Tess Vigeland: One of the big problems facing our buy-it-and-toss-it culture is that we’re running out of places to put all that trash. As we mentioned earlier, landfills are closing and in most places, the not-in-my-backyarders are vocal opponents against new ones.

But believe it or not, some places actually want our garbage. The U.S. imports trash from Canada and hazardous waste from Mexico.

Why? Money.

A report from the Congressional Research Service shows more than 42 million tons of municipal solid waste crossed state lines for disposal in 2005.

Pennsylvania is the country’s biggest trash importer. So we sent Marketplace’s Amy Scott to a town in the central part of the state where local officials are actually fighting to bring trash to their community and she got an earful.

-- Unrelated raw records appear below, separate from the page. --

//! Declarative scheduling tables.
//!
//! Schedule policy lives here as plain data so it can be swapped without
//! touching the allocation code:
//! - the weekly body-part template used by the allocator
//! - the frequency → training-day layouts used by the rebalancer
//! - the per-slot share of daily calories used by the meal selector

use crate::{BodyPart, MealType, Weekday};

/// Body parts trained on a given template day
#[derive(Clone, Copy, Debug)]
pub struct DayTemplate {
    pub day: Weekday,
    pub body_parts: &'static [BodyPart],
}

/// Default push/pull/legs style week; Sunday is always rest
pub const WEEKLY_TEMPLATE: [DayTemplate; 7] = [
    DayTemplate {
        day: Weekday::Monday,
        body_parts: &[BodyPart::Chest, BodyPart::Triceps],
    },
    DayTemplate {
        day: Weekday::Tuesday,
        body_parts: &[BodyPart::Back, BodyPart::Biceps],
    },
    DayTemplate {
        day: Weekday::Wednesday,
        body_parts: &[BodyPart::Legs],
    },
    DayTemplate {
        day: Weekday::Thursday,
        body_parts: &[BodyPart::Shoulders, BodyPart::Abs],
    },
    DayTemplate {
        day: Weekday::Friday,
        body_parts: &[BodyPart::Abs, BodyPart::Cardio],
    },
    DayTemplate {
        day: Weekday::Saturday,
        body_parts: &[BodyPart::Cardio],
    },
    DayTemplate {
        day: Weekday::Sunday,
        body_parts: &[],
    },
];

/// Training days used for a given weekly frequency
#[derive(Clone, Copy, Debug)]
pub struct FrequencyLayout {
    pub frequency: u8,
    pub days: &'static [Weekday],
}

pub const FREQUENCY_LAYOUTS: [FrequencyLayout; 5] = [
    FrequencyLayout {
        frequency: 2,
        days: &[Weekday::Monday, Weekday::Thursday],
    },
    FrequencyLayout {
        frequency: 3,
        days: &[Weekday::Monday, Weekday::Wednesday, Weekday::Friday],
    },
    FrequencyLayout {
        frequency: 4,
        days: &[
            Weekday::Monday,
            Weekday::Tuesday,
            Weekday::Thursday,
            Weekday::Friday,
        ],
    },
    FrequencyLayout {
        frequency: 5,
        days: &[
            Weekday::Monday,
            Weekday::Tuesday,
            Weekday::Wednesday,
            Weekday::Friday,
            Weekday::Saturday,
        ],
    },
    FrequencyLayout {
        frequency: 6,
        days: &[
            Weekday::Monday,
            Weekday::Tuesday,
            Weekday::Wednesday,
            Weekday::Thursday,
            Weekday::Friday,
            Weekday::Saturday,
        ],
    },
];

/// Training days for a frequency, in week order.
///
/// Frequencies without a layout take the first `frequency` weekdays.
pub fn training_days(frequency: u8) -> Vec<Weekday> {
    FREQUENCY_LAYOUTS
        .iter()
        .find(|layout| layout.frequency == frequency)
        .map(|layout| layout.days.to_vec())
        .unwrap_or_else(|| {
            Weekday::ALL
                .iter()
                .copied()
                .take(usize::from(frequency))
                .collect()
        })
}

/// Share of the daily calorie target assigned to a meal slot
#[derive(Clone, Copy, Debug)]
pub struct MealSlot {
    pub meal_type: MealType,
    pub share: f64,
}

pub const MEAL_SLOTS: [MealSlot; 4] = [
    MealSlot {
        meal_type: MealType::Breakfast,
        share: 0.25,
    },
    MealSlot {
        meal_type: MealType::Lunch,
        share: 0.35,
    },
    MealSlot {
        meal_type: MealType::Dinner,
        share: 0.30,
    },
    MealSlot {
        meal_type: MealType::Snack,
        share: 0.10,
    },
];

Pat Couturiaux: We need the jobs.

Amy Scott: 50 years ago, Pat Couturiaux worked as a truck driver, hauling coal in Pennsylvania’s Moshannon Valley. But the mines shut down in the 1980s and recently, as a supervisor of Rush Township, Couturiaux voted to bring in a private landfill, incinerator, and industrial park. He says the project could bring dozens of jobs to the area and up to $3.5 million a year in fees to the township government.

Couturiaux: Our school district is hurtin’; it’s like a million and a half dollars in debt. We need this landfill.

Communities throughout Pennsylvania have made the same calculation. As cities like New York have closed their own landfills, an interstate garbage trade has thrived. Pennsylvania imports more trash from out-of-state than any other state in the country. More than nine million tons of it last year. Stan LaFuria directs the Moshannon Valley Economic Development Partnership. He says as the local mining industry collapsed and textile jobs headed overseas, the region has turned to businesses people generally don’t want in their backyards.

Stan LaFuria: We have Wal-Mart, prisons, and now landfills coming, but it’s jobs. So bring it on. Because you just don’t see the big-time business park developments and private developers looking at our area.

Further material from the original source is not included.